The Latin phrase “ex parte” literally translates to “on or from one side or party only” and you often hear the term associated in North Carolina Family Law cases. Ex parte communications are generally those which occur between one party to a lawsuit with the Court in the absence of the other party. Where an attorney has made an appearance in the action with the Court, he or she stands in for the actual litigant regarding all communications with the Court.
In most instances, ex parte communications are prohibited. The reasoning against allowing one party to communicate with the Court without the other present is rather simple: In an adversarial system where every party has a right to state their own case, it would be unfair to allow a one-sided communication without providing the other party their right to defend themselves. To assure such a one-sided situation never arises, the rule against ex parte communications is strict. All verbal in-person or telephone communications with the Court must occur with both parties present and any written communications by one party to the Court must also be provided to the opposing party.
In North Carolina Family Law, there certain circumstances in which ex parte communications are allowed: When there exists an emergency situation in which there is not time to properly notice the other party.
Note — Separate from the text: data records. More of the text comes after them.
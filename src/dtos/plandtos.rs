use serde::{Deserialize, Serialize};
use uuid::Uuid;
use validator::Validate;

use super::validate_not_blank;
use crate::models::planmodel::{BillingPeriod, NewServicePlan, PlanPatch};

#[derive(Validate, Debug, Clone, Serialize, Deserialize)]
#[serde(rename_all = "camelCase")]
pub struct CreatePlanDto {
    #[validate(
        length(min = 1, max = 100, message = "Plan name must be between 1-100 characters"),
        custom = "validate_not_blank"
    )]
    pub plan_name: String,

    #[validate(length(max = 2000, message = "Description must be at most 2000 characters"))]
    pub description: String,

    #[validate(range(min = 0, message = "Price cannot be negative"))]
    pub price: i64,

    pub billing_period: BillingPeriod,

    #[validate(length(max = 50, message = "A plan can list at most 50 items"))]
    pub items: Vec<String>,

    pub is_popular: Option<bool>,

    pub sort_order: Option<i32>,
}

impl CreatePlanDto {
    pub fn into_new_plan(self, service_id: Uuid) -> NewServicePlan {
        NewServicePlan {
            service_id,
            plan_name: self.plan_name.trim().to_string(),
            description: self.description,
            price: self.price,
            billing_period: self.billing_period,
            items: self.items,
            is_popular: self.is_popular.unwrap_or(false),
            sort_order: self.sort_order.unwrap_or(0),
        }
    }
}

#[derive(Validate, Debug, Default, Clone, Serialize, Deserialize)]
#[serde(rename_all = "camelCase")]
pub struct UpdatePlanDto {
    #[validate(
        length(min = 1, max = 100, message = "Plan name must be between 1-100 characters"),
        custom = "validate_not_blank"
    )]
    pub plan_name: Option<String>,

    #[validate(length(max = 2000, message = "Description must be at most 2000 characters"))]
    pub description: Option<String>,

    #[validate(range(min = 0, message = "Price cannot be negative"))]
    pub price: Option<i64>,

    pub billing_period: Option<BillingPeriod>,

    #[validate(length(max = 50, message = "A plan can list at most 50 items"))]
    pub items: Option<Vec<String>>,

    pub is_popular: Option<bool>,

    pub sort_order: Option<i32>,

    pub is_active: Option<bool>,
}

impl From<UpdatePlanDto> for PlanPatch {
    fn from(dto: UpdatePlanDto) -> Self {
        PlanPatch {
            plan_name: dto.plan_name.map(|name| name.trim().to_string()),
            description: dto.description,
            price: dto.price,
            billing_period: dto.billing_period,
            items: dto.items,
            is_popular: dto.is_popular,
            sort_order: dto.sort_order,
            is_active: dto.is_active,
        }
    }
}

#[derive(Debug, Default, Serialize, Deserialize)]
pub struct DeletePlanQueryDto {
    pub permanent: Option<bool>,
}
If there is risk of immediate harm to a minor child, one party may communicate directly with the Court without the other party (or his or her attorney) present through the process of an Ex Parte Motion for Emergency Custody to try and avoid the possible harm to the child. If there is risk or immediate financial harm, one party may also communicate ex parte with the Court. For example, if a marital asset is subject to immediate foreclosure, one party may communicate directly with the Court without the other party (or his or her attorney) present via a Temporary Restraining Order to avoid the loss of that asset. In either of these situations, while the Court allows limited ex parte communications, the other party must be provided notice as soon as possible and there is often an expedited hearing for the other party to present his or her defense to the Court.
Except for very distinct scenarios, the best course of practice is to include your opposing party in any communications with the Court. Doing so will ensure your compliance with the law, maintain an appearance of fairness in your case, and negate any allegations of impropriety.